IC: What will be the outcome of Noboa’s declaration of a state of internal armed conflict? 

RR:  The decree has provoked much criticism. First of all, when a government justifies an internal armed conflict, it is important to look at the situation using the lens of international humanitarian law. There must be limitations on the methods and means of war used by government forces against their military objectives. This approach is key to protecting citizens who are not linked to organized crime and to prevent the appearance of “false positives” [civilians killed by armed forces and passed off as enemies], which happened in Colombia’s internal conflict. These are the greatest risks facing the Ecuadorian government, in addition to whether the armed forces are actually capable of urban combat and identifying the people behind these criminal organizations.

SEE ALSO: GameChangers 2023: Ecuador Loses Its Grip on Crime 

Another question is whether all 22 of these organizations should be considered terrorist groups and whether they actually control territory. Because, in the last three years, seven organizations have generated the greatest territorial dispute and the greatest violence in the country. Of course, from this, we can make certain conclusions about territorial control, but we do not know if the others also have the same legitimacy and power within the Ecuadorian criminal context. 
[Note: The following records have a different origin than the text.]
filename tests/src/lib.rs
pub mod support;
use serde::{Deserialize, Serialize};
use serde_json::{json, Map, Value};

pub type JsonMap = Map<String, Value>;

pub const JSON_CONTENT_TYPE: &str = "application/json";
pub const MISSING_COMMAND_MESSAGE: &str = "You must provide a command name with the key \"cmd\"!";

/// One remote invocation, `POST`ed as `{"cmd", "args", "kwargs"}`.
#[derive(Clone, Debug, PartialEq, Serialize, Deserialize)]
pub struct RpcRequest {
    pub cmd: String,
    #[serde(default)]
    pub args: Vec<Value>,
    #[serde(default)]
    pub kwargs: JsonMap,
}

impl RpcRequest {
    pub fn new(cmd: impl Into<String>) -> Self {
        Self {
            cmd: cmd.into(),
            args: Vec::new(),
            kwargs: JsonMap::new(),
        }
    }

    pub fn with_args(mut self, args: Vec<Value>) -> Self {
        self.args = args;
        self
    }

    pub fn with_kwargs(mut self, kwargs: JsonMap) -> Self {
        self.kwargs = kwargs;
        self
    }
}

pub fn unknown_command_message(cmd: &str) -> String {
    format!("No registered server method with the name {cmd}")
}

pub fn error_body(message: &str) -> Value {
    json!({ "error": message })
}

pub fn execution_error_body(message: &str, traceback: &str) -> Value {
    json!({ "error": message, "traceback": traceback })
}

/// True when a `Content-Type` header value names JSON, ignoring parameters
/// such as `charset`.
pub fn is_json_content_type(value: &str) -> bool {
    value
        .split(';')
        .next()
        .map(|media| media.trim().eq_ignore_ascii_case(JSON_CONTENT_TYPE))
        .unwrap_or(false)
}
IC: Since we are talking about the repercussions at the human rights level, what do you think about the news that the president will pardon police and military personnel in the context of these operations? 
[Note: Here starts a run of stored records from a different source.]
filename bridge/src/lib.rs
//! Bridge between a host application and an out-of-process engine server.
//!
//! The server side exposes registered methods over a small HTTP/JSON
//! protocol (`GET /` describes, `POST /` runs). The host side launches the
//! server, discovers its methods and calls them through [`DynamicClient`].

pub mod batch;
pub mod client;
pub mod context;
pub mod descriptor;
pub mod dispatcher;
pub mod engine;
pub mod errors;
pub mod launcher;
pub mod methods;
pub mod paths;
pub mod protocol;
pub mod registry;
pub mod workdir;

pub use client::{ClientConfig, DynamicClient, RemoteStub};
pub use context::{BridgeConfig, BridgeContext, ConnectOptions};
pub use descriptor::{MethodDescriptor, MethodSignature, Param, RegistryDescription};
pub use dispatcher::{bind_local, router, serve};
pub use engine::{EngineConfig, EngineRunner, EngineVersion};
pub use errors::{BridgeError, MethodError, MethodResult, Result};
pub use launcher::{LauncherConfig, ServerLauncher, ServerProcess};
pub use methods::register_builtin_methods;
pub use protocol::{JsonMap, RpcRequest};
pub use registry::{MethodCall, MethodRegistry, ServerMethod};
pub use workdir::{with_scoped_dir, JobScope, ScopedWorkDir};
RR: Although the police and the armed forces in Ecuador are very professional, no country has been exempt from the excessive use of force that often occurs in a situation like the one in Ecuador. Right now, I would not say that the police and armed forces are going to systematically abuse human rights, but the pardons will definitely attract a lot of attention. It is important to clarify that just because Ecuador has declared an internal conflict does not make it exempt from following the rules of international law. There are certain basic rules that institutions must comply with. The police and the military may be very well-trained, but that does not mean that these abuses do not take place, and it is essential that the judicial process is transparent. 

IC: I would like to put another idea on the table, and that is, how do you deal with a 22-headed beast? I ask because in places like Colombia and Ecuador, these groups are not monolithic, they are all different.
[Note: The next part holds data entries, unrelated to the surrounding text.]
impl DynamicClient {
    pub fn new(config: ClientConfig) -> Result<Self> {
        let http = Client::builder()
            .timeout(config.request_timeout)
            .build()
            .map_err(|err| BridgeError::InvalidOperation(err.to_string()))?;
        Ok(Self {
            config,
            http,
            connected: false,
            stubs: IndexMap::new(),
        })
    }

    pub fn config(&self) -> &ClientConfig {
        &self.config
    }

    pub fn server_address(&self) -> String {
        self.config.server_address()
    }

    pub fn port(&self) -> u16 {
        self.config.port
    }

    pub fn is_connected(&self) -> bool {
        self.connected
    }

    /// Connects and installs stubs, retrying refused connections every
    /// `retry_interval` until `startup_timeout` has elapsed.
    #[instrument(skip(self), fields(address = %self.config.server_address()))]
    pub async fn connect(&mut self) -> Result<()> {
        let deadline = Instant::now() + self.config.startup_timeout;
        let mut attempts = 0u32;
        let description = loop {
            attempts += 1;
            match self.fetch_registry().await {
                Ok(description) => break description,
                Err(Failure::Refused) => {
                    if Instant::now() >= deadline {
                        warn!(attempts, "engine server did not come up in time");
                        return Err(BridgeError::ServerNotStarted {
                            address: self.server_address(),
                            timeout: self.config.startup_timeout,
                        });
                    }
                    sleep(self.config.retry_interval).await;
                }
                Err(Failure::Fatal(err)) => return Err(err),
            }
        };
        self.install(description);
        self.connected = true;
        info!(attempts, methods = self.stubs.len(), "connected to engine server");
        Ok(())
    }

    /// Re-reads the registry. Existing stubs are kept, new names gain stubs
    /// and names the server no longer advertises are dropped.
    pub async fn refresh_methods(&mut self) -> Result<()> {
        let description = self.fetch_registry().await.map_err(|failure| match failure {
            Failure::Refused => self.refused(),
            Failure::Fatal(err) => err,
        })?;
        self.install(description);
        Ok(())
    }

    fn install(&mut self, description: RegistryDescription) {
        let stale: Vec<String> = self
            .stubs
            .keys()
            .filter(|name| description.get(name).is_none())
            .cloned()
            .collect();
        for name in stale {
            debug!(method = %name, "server no longer advertises method");
            self.stubs.shift_remove(&name);
        }
        for descriptor in description.descriptors() {
            if !self.stubs.contains_key(&descriptor.name) {
                self.stubs
                    .insert(descriptor.name.clone(), RemoteStub::new(descriptor.clone()));
            }
        }
    }

    pub fn methods(&self) -> impl Iterator<Item = &RemoteStub> {
        self.stubs.values()
    }

    pub fn method(&self, name: &str) -> Option<&RemoteStub> {
        self.stubs.get(name)
    }

    /// Calls an advertised method and returns its result mapping.
    pub async fn call(&self, name: &str, args: Vec<Value>, kwargs: JsonMap) -> Result<JsonMap> {
        if !self.connected {
            return Err(BridgeError::NotConnected);
        }
        let stub = self
            .stubs
            .get(name)
            .ok_or_else(|| BridgeError::UnknownMethod(name.to_string()))?;
        let request = stub.build_request(args, kwargs)?;
        self.send(&request).await
    }

    /// Runs `(name, args, kwargs)` triples through the server's `batch`
    /// command.
    pub async fn call_batch(&self, commands: Vec<(String, Vec<Value>, JsonMap)>) -> Result<JsonMap> {
        let entries: Vec<Value> = commands
            .into_iter()
            .map(|(name, args, kwargs)| {
                Value::Array(vec![Value::String(name), Value::Array(args), Value::Object(kwargs)])
            })
            .collect();
        self.call(BATCH_METHOD, vec![Value::Array(entries)], JsonMap::new())
            .await
    }

    pub fn disconnect(&mut self) {
        if self.connected {
            info!(address = %self.server_address(), "disconnected from engine server");
        }
        self.connected = false;
    }

    async fn fetch_registry(&self) -> std::result::Result<RegistryDescription, Failure> {
        let response = self
            .http
            .get(self.config.url())
            .send()
            .await
            .map_err(|err| self.classify(err))?;
        let status = response.status();
        if !status.is_success() {
            return Err(Failure::Fatal(BridgeError::Protocol(format!(
                "registry request answered {status}"
            ))));
        }
        ensure_json(&content_type(&response)).map_err(Failure::Fatal)?;
        let bytes = response
            .bytes()
            .await
            .map_err(|err| Failure::Fatal(BridgeError::Unreachable(err.to_string())))?;
        serde_json::from_slice(&bytes).map_err(|err| Failure::Fatal(err.into()))
    }

    async fn send(&self, request: &RpcRequest) -> Result<JsonMap> {
        debug!(cmd = %request.cmd, "sending request");
        let response = self
            .http
            .post(self.config.url())
            .json(request)
            .send()
            .await
            .map_err(|err| match self.classify(err) {
                Failure::Refused => self.refused(),
                Failure::Fatal(err) => err,
            })?;
        handle_response(&request.cmd, response).await
    }

    fn classify(&self, err: reqwest::Error) -> Failure {
        if is_connection_refused(&err) {
            Failure::Refused
        } else {
            Failure::Fatal(BridgeError::Unreachable(err.to_string()))
        }
    }

    fn refused(&self) -> BridgeError {
        BridgeError::ConnectionRefused {
            address: self.server_address(),
        }
    }
}

enum Failure {
    Refused,
    Fatal(BridgeError),
}

fn is_connection_refused(err: &reqwest::Error) -> bool {
    let mut source = err.source();
    while let Some(cause) = source {
        if let Some(io_err) = cause.downcast_ref::<io::Error>() {
            return io_err.kind() == io::ErrorKind::ConnectionRefused;
        }
        source = cause.source();
    }
    err.is_connect()
}

fn content_type(response: &reqwest::Response) -> String {
    response
        .headers()
        .get(CONTENT_TYPE)
        .and_then(|value| value.to_str().ok())
        .unwrap_or("")
        .to_string()
}

fn ensure_json(content_type: &str) -> Result<()> {
    if is_json_content_type(content_type) {
        Ok(())
    } else {
        Err(BridgeError::UnsupportedContentType(content_type.to_string()))
    }
}

async fn handle_response(cmd: &str, response: reqwest::Response) -> Result<JsonMap> {
    let status = response.status();
    let content_type = content_type(&response);
    let bytes = response
        .bytes()
        .await
        .map_err(|err| BridgeError::Unreachable(err.to_string()))?;
    if status == StatusCode::BAD_REQUEST && bytes.is_empty() {
        return Err(BridgeError::Rejected {
            command: cmd.to_string(),
            message: "request refused with HTTP 400".to_string(),
        });
    }
    ensure_json(&content_type)?;
    let body = match serde_json::from_slice::<Value>(&bytes)? {
        Value::Object(body) => body,
        other => {
            return Err(BridgeError::Protocol(format!(
                "expected a JSON object from '{cmd}', got {other}"
            )))
        }
    };

    match body.get("error") {
        None => Ok(body),
        Some(error) => {
            let message = match error {
                Value::String(message) => message.clone(),
                other => other.to_string(),
            };
            match body.get("traceback").and_then(Value::as_str) {
                Some(traceback) => Err(BridgeError::Remote {
                    command: cmd.to_string(),
                    message,
                    traceback: traceback.to_string(),
                }),
                None => Err(BridgeError::Rejected {
                    command: cmd.to_string(),
                    message,
                }),
            }
        }
    }
}

#[cfg(test)]
mod tests {
    use super::*;
    use crate::descriptor::KeywordArg;
    use serde_json::json;

    fn stub(descriptor: Value) -> RemoteStub {
        let description: RegistryDescription =
            serde_json::from_value(json!({ "m": descriptor })).unwrap();
        RemoteStub::new(description.get("m").unwrap().clone())
    }

    #[test]
    fn fills_advertised_defaults() {
        let stub = stub(json!({
            "docstring": null,
            "args": [["x", "str"]],
            "kwargs": {"y": {"default": 5}}
        }));
        let request = stub.build_request(vec![json!("hello")], JsonMap::new()).unwrap();
        assert_eq!(
            serde_json::to_value(&request).unwrap(),
            json!({"cmd": "m", "args": ["hello"], "kwargs": {"y": 5}})
        );
    }

    #[test]
    fn string_defaults_are_unquoted() {
        let mut descriptor = MethodDescriptor {
            name: "fit".to_string(),
            docstring: String::new(),
            args: vec![],
            kwargs: IndexMap::new(),
        };
        descriptor.kwargs.insert(
            "thoroughness".to_string(),
            KeywordArg {
                type_hint: "unspecified".to_string(),
                default: json!("\"medium\""),
            },
        );
        let request = RemoteStub::new(descriptor)
            .build_request(vec![], JsonMap::new())
            .unwrap();
        assert_eq!(request.kwargs["thoroughness"], json!("medium"));
    }

    #[test]
    fn binds_by_name_and_extra_positionals() {
        let stub = stub(json!({
            "docstring": "doc",
            "args": [["a", "unspecified"], ["b", "unspecified"]],
            "kwargs": {"c": {"default": 1}, "d": {"default": 2}}
        }));
        let mut kwargs = JsonMap::new();
        kwargs.insert("d".to_string(), json!(40));
        let request = stub
            .build_request(vec![json!(1), json!(2), json!(30)], kwargs)
            .unwrap();
        assert_eq!(request.args, vec![json!(1), json!(2)]);
        assert_eq!(request.kwargs["c"], json!(30));
        assert_eq!(request.kwargs["d"], json!(40));

        let mut kwargs = JsonMap::new();
        kwargs.insert("b".to_string(), json!("named"));
        let request = stub.build_request(vec![json!(1)], kwargs).unwrap();
        assert_eq!(request.args, vec![json!(1), json!("named")]);
    }

    #[test]
    fn binding_errors_stay_local() {
        let stub = stub(json!({
            "docstring": null,
            "args": [["x", "unspecified"]],
            "kwargs": {}
        }));
        assert!(matches!(
            stub.build_request(vec![], JsonMap::new()),
            Err(BridgeError::InvalidArguments { .. })
        ));
        assert!(stub
            .build_request(vec![json!(1), json!(2)], JsonMap::new())
            .is_err());
        let mut kwargs = JsonMap::new();
        kwargs.insert("z".to_string(), json!(0));
        let err = stub.build_request(vec![json!(1)], kwargs).unwrap_err();
        assert!(err.to_string().contains("unexpected keyword argument 'z'"));
    }

    #[tokio::test]
    async fn calls_require_a_connection() {
        let client = DynamicClient::new(ClientConfig::new(DEFAULT_PORT)).unwrap();
        let err = client
            .call("working_dir", vec![], JsonMap::new())
            .await
            .unwrap_err();
        assert!(matches!(err, BridgeError::NotConnected));
    }
}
RR: Right now, the government is just trying to contain the threat. But this is a short-term measure, and we have to think about what to do in the medium and long term. A justice system that depends heavily on in flagrante delicto [being caught in the act] in contexts of organized crime will not be very successful. It is more effective to create structured investigations that build on similar past investigations and impact financing. 

One example is the need to strengthen policies against money laundering in Ecuador. The lack of prosecution of illicit economies is also a result of the fact that the justice system does not focus on confiscating assets that drive organized crime profits.

IC: After this declaration of war by the Ecuadorian government, everyone wants to know, what comes next?

RR: In the short term, it will be important to restore Ecuadorians’ sense of peace, as well as economic activity. Many Ecuadorians would say that this was like returning to the first weeks of the pandemic, where there was very little movement on the streets, which had a significant economic impact. So, we have to restore that trust, so that people can take to the streets again. 

As much as possible, we must identify the people who are carrying out these acts of terrorism.  And we must not forget that part of this problem comes from the use of firearms. Nine out of ten homicides currently committed in the country are caused by firearms. Arms trafficking and the availability of illegal weapons will not be completely eliminated. That is impossible to achieve. However, the availability of weapons on the market must be reduced. 

*This interview has been edited for length and clarity.